TASK BRIEF
Each line below should be copied exactly as it stands.

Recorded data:
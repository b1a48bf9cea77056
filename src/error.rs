//! Bridge-level error types shared by the extractor, the forwarding pipeline, and the router.

// self
use crate::_prelude::*;

/// Bridge-wide result type alias returning [`Error`] by default.
pub type Result<T, E = Error> = std::result::Result<T, E>;

type BoxError = Box<dyn std::error::Error + Send + Sync>;

/// Canonical bridge error. Every variant maps to exactly one Gotify response status.
#[derive(Debug, ThisError)]
pub enum Error {
	/// No credential in the query string, `X-Gotify-Key`, or `Authorization` header.
	#[error("Missing Gotify token in request query parameters and headers.")]
	MissingCredential,
	/// A credential header exists but its value cannot be read as text.
	#[error("The {header} header does not contain a readable value.")]
	MalformedCredential {
		/// Header that failed to decode.
		header: &'static str,
	},
	/// Request body is not a Gotify message.
	#[error("Request body is not a valid Gotify message at `{path}`.")]
	InvalidBody {
		/// JSON path of the first offending value (`.` for the document itself).
		path: String,
		/// Parser failure.
		#[source]
		source: serde_json::Error,
	},
	/// Request body could not be read (too large, aborted stream).
	#[error("Request body could not be read: {reason}.")]
	UnreadableBody {
		/// Reason reported by the HTTP layer.
		reason: String,
	},
	/// The authorization hook refused the request.
	#[error("Request denied: {}.", .reason.as_deref().unwrap_or("no reason given"))]
	AuthorizationDenied {
		/// Reason supplied by the hook, if any.
		reason: Option<String>,
	},
	/// Pushover rejected the request itself (400, 401 or 403).
	#[error("Pushover API rejected the message with HTTP status {status}.")]
	SinkClientError {
		/// Status returned by Pushover.
		status: u16,
		/// Raw Pushover response body.
		body: String,
	},
	/// Pushover answered with any other non-200 status.
	#[error("Pushover API failed with HTTP status {status}.")]
	SinkServerError {
		/// Status returned by Pushover.
		status: u16,
		/// Raw Pushover response body.
		body: String,
	},
	/// Local configuration problem.
	#[error(transparent)]
	Config(#[from] ConfigError),
	/// Transport failure (DNS, TCP, TLS, timeout).
	#[error(transparent)]
	Transport(#[from] TransportError),
}
impl Error {
	/// HTTP status reported to the Gotify caller.
	pub fn status(&self) -> u16 {
		match self {
			Self::MissingCredential => 401,
			Self::InvalidBody { .. } | Self::UnreadableBody { .. } => 400,
			Self::AuthorizationDenied { .. } => 403,
			Self::SinkClientError { status, .. } => *status,
			Self::SinkServerError { .. }
			| Self::MalformedCredential { .. }
			| Self::Config(_)
			| Self::Transport(_) => 500,
		}
	}

	/// Whether the error is an internal fault whose detail must stay out of the response.
	pub fn is_fault(&self) -> bool {
		matches!(self, Self::MalformedCredential { .. } | Self::Config(_) | Self::Transport(_))
	}
}

/// Configuration and validation failures raised while building or using a bridge.
#[derive(Debug, ThisError)]
pub enum ConfigError {
	/// The mandatory recipient resolver was never set.
	#[error("A recipient resolver is required to build the bridge configuration.")]
	MissingRecipientResolver,
	/// Sink endpoint must be an HTTP(S) URL.
	#[error("The sink endpoint must use HTTP or HTTPS: {url}.")]
	InvalidSinkEndpoint {
		/// Endpoint URL that failed validation.
		url: String,
	},
	/// A zero request timeout would fail every outbound call.
	#[error("The request timeout must be at least one millisecond.")]
	ZeroRequestTimeout,
	/// HTTP client could not be constructed.
	#[error("HTTP client could not be constructed.")]
	HttpClientBuild {
		/// Underlying transport builder failure.
		#[source]
		source: BoxError,
	},
}
impl ConfigError {
	/// Wraps a transport's builder failure inside [`ConfigError`].
	pub fn http_client_build(src: impl 'static + Send + Sync + std::error::Error) -> Self {
		Self::HttpClientBuild { source: Box::new(src) }
	}
}
impl From<ReqwestError> for ConfigError {
	fn from(e: ReqwestError) -> Self {
		Self::http_client_build(e)
	}
}

/// Transport-level failures while talking to Pushover.
#[derive(Debug, ThisError)]
pub enum TransportError {
	/// Underlying HTTP client reported a network failure.
	#[error("Network error occurred while calling the Pushover API.")]
	Network {
		/// Transport-specific network error.
		#[source]
		source: BoxError,
	},
	/// The outbound call exceeded the configured timeout.
	#[error("Pushover API did not answer in time.")]
	Timeout {
		/// Transport-specific timeout error.
		#[source]
		source: BoxError,
	},
}
impl TransportError {
	/// Wraps a transport-specific network error.
	pub fn network(src: impl 'static + Send + Sync + std::error::Error) -> Self {
		Self::Network { source: Box::new(src) }
	}
}
impl From<ReqwestError> for TransportError {
	fn from(e: ReqwestError) -> Self {
		if e.is_timeout() { Self::Timeout { source: Box::new(e) } } else { Self::network(e) }
	}
}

SOLVED PROBLEM
repository b1a48bf9cea77056
filename src/error.rs
//! Bridge-level error types shared by the extractor, the forwarding pipeline, and the router.

// self
use crate::_prelude::*;

/// Bridge-wide result type alias returning [`Error`] by default.
pub type Result<T, E = Error> = std::result::Result<T, E>;

type BoxError = Box<dyn std::error::Error + Send + Sync>;

/// Canonical bridge error. Every variant maps to exactly one Gotify response status.
#[derive(Debug, ThisError)]
pub enum Error {
	/// No credential in the query string, `X-Gotify-Key`, or `Authorization` header.
	#[error("Missing Gotify token in request query parameters and headers.")]
	MissingCredential,
	/// A credential header exists but its value cannot be read as text.
	#[error("The {header} header does not contain a readable value.")]
	MalformedCredential {
		/// Header that failed to decode.
		header: &'static str,
	},
	/// Request body is not a Gotify message.
	#[error("Request body is not a valid Gotify message at `{path}`.")]
	InvalidBody {
		/// JSON path of the first offending value (`.` for the document itself).
		path: String,
		/// Parser failure.
		#[source]
		source: serde_json::Error,
	},
	/// Request body could not be read (too large, aborted stream).
	#[error("Request body could not be read: {reason}.")]
	UnreadableBody {
		/// Reason reported by the HTTP layer.
		reason: String,
	},
	/// The authorization hook refused the request.
	#[error("Request denied: {}.", .reason.as_deref().unwrap_or("no reason given"))]
	AuthorizationDenied {
		/// Reason supplied by the hook, if any.
		reason: Option<String>,
	},
	/// Pushover rejected the request itself (400, 401 or 403).
	#[error("Pushover API rejected the message with HTTP status {status}.")]
	SinkClientError {
		/// Status returned by Pushover.
		status: u16,
		/// Raw Pushover response body.
		body: String,
	},
	/// Pushover answered with any other non-200 status.
	#[error("Pushover API failed with HTTP status {status}.")]
	SinkServerError {
		/// Status returned by Pushover.
		status: u16,
		/// Raw Pushover response body.
		body: String,
	},
	/// Local configuration problem.
	#[error(transparent)]
	Config(#[from] ConfigError),
	/// Transport failure (DNS, TCP, TLS, timeout).
	#[error(transparent)]
	Transport(#[from] TransportError),
}
impl Error {
	/// HTTP status reported to the Gotify caller.
	pub fn status(&self) -> u16 {
		match self {
			Self::MissingCredential => 401,
			Self::InvalidBody { .. } | Self::UnreadableBody { .. } => 400,
			Self::AuthorizationDenied { .. } => 403,
			Self::SinkClientError { status, .. } => *status,
			Self::SinkServerError { .. }
			| Self::MalformedCredential { .. }
			| Self::Config(_)
			| Self::Transport(_) => 500,
		}
	}

	/// Whether the error is an internal fault whose detail must stay out of the response.
	pub fn is_fault(&self) -> bool {
		matches!(self, Self::MalformedCredential { .. } | Self::Config(_) | Self::Transport(_))
	}
}

/// Configuration and validation failures raised while building or using a bridge.
#[derive(Debug, ThisError)]
pub enum ConfigError {
	/// The mandatory recipient resolver was never set.
	#[error("A recipient resolver is required to build the bridge configuration.")]
	MissingRecipientResolver,
	/// Sink endpoint must be an HTTP(S) URL.
	#[error("The sink endpoint must use HTTP or HTTPS: {url}.")]
	InvalidSinkEndpoint {
		/// Endpoint URL that failed validation.
		url: String,
	},
	/// A zero request timeout would fail every outbound call.
	#[error("The request timeout must be at least one millisecond.")]
	ZeroRequestTimeout,
	/// HTTP client could not be constructed.
	#[error("HTTP client could not be constructed.")]
	HttpClientBuild {
		/// Underlying transport builder failure.
		#[source]
		source: BoxError,
	},
}
impl ConfigError {
	/// Wraps a transport's builder failure inside [`ConfigError`].
	pub fn http_client_build(src: impl 'static + Send + Sync + std::error::Error) -> Self {
		Self::HttpClientBuild { source: Box::new(src) }
	}
}
impl From<ReqwestError> for ConfigError {
	fn from(e: ReqwestError) -> Self {
		Self::http_client_build(e)
	}
}

/// Transport-level failures while talking to Pushover.
#[derive(Debug, ThisError)]
pub enum TransportError {
	/// Underlying HTTP client reported a network failure.
	#[error("Network error occurred while calling the Pushover API.")]
	Network {
		/// Transport-specific network error.
		#[source]
		source: BoxError,
	},
	/// The outbound call exceeded the configured timeout.
	#[error("Pushover API did not answer in time.")]
	Timeout {
		/// Transport-specific timeout error.
		#[source]
		source: BoxError,
	},
}
impl TransportError {
	/// Wraps a transport-specific network error.
	pub fn network(src: impl 'static + Send + Sync + std::error::Error) -> Self {
		Self::Network { source: Box::new(src) }
	}
}
impl From<ReqwestError> for TransportError {
	fn from(e: ReqwestError) -> Self {
		if e.is_timeout() { Self::Timeout { source: Box::new(e) } } else { Self::network(e) }
	}
}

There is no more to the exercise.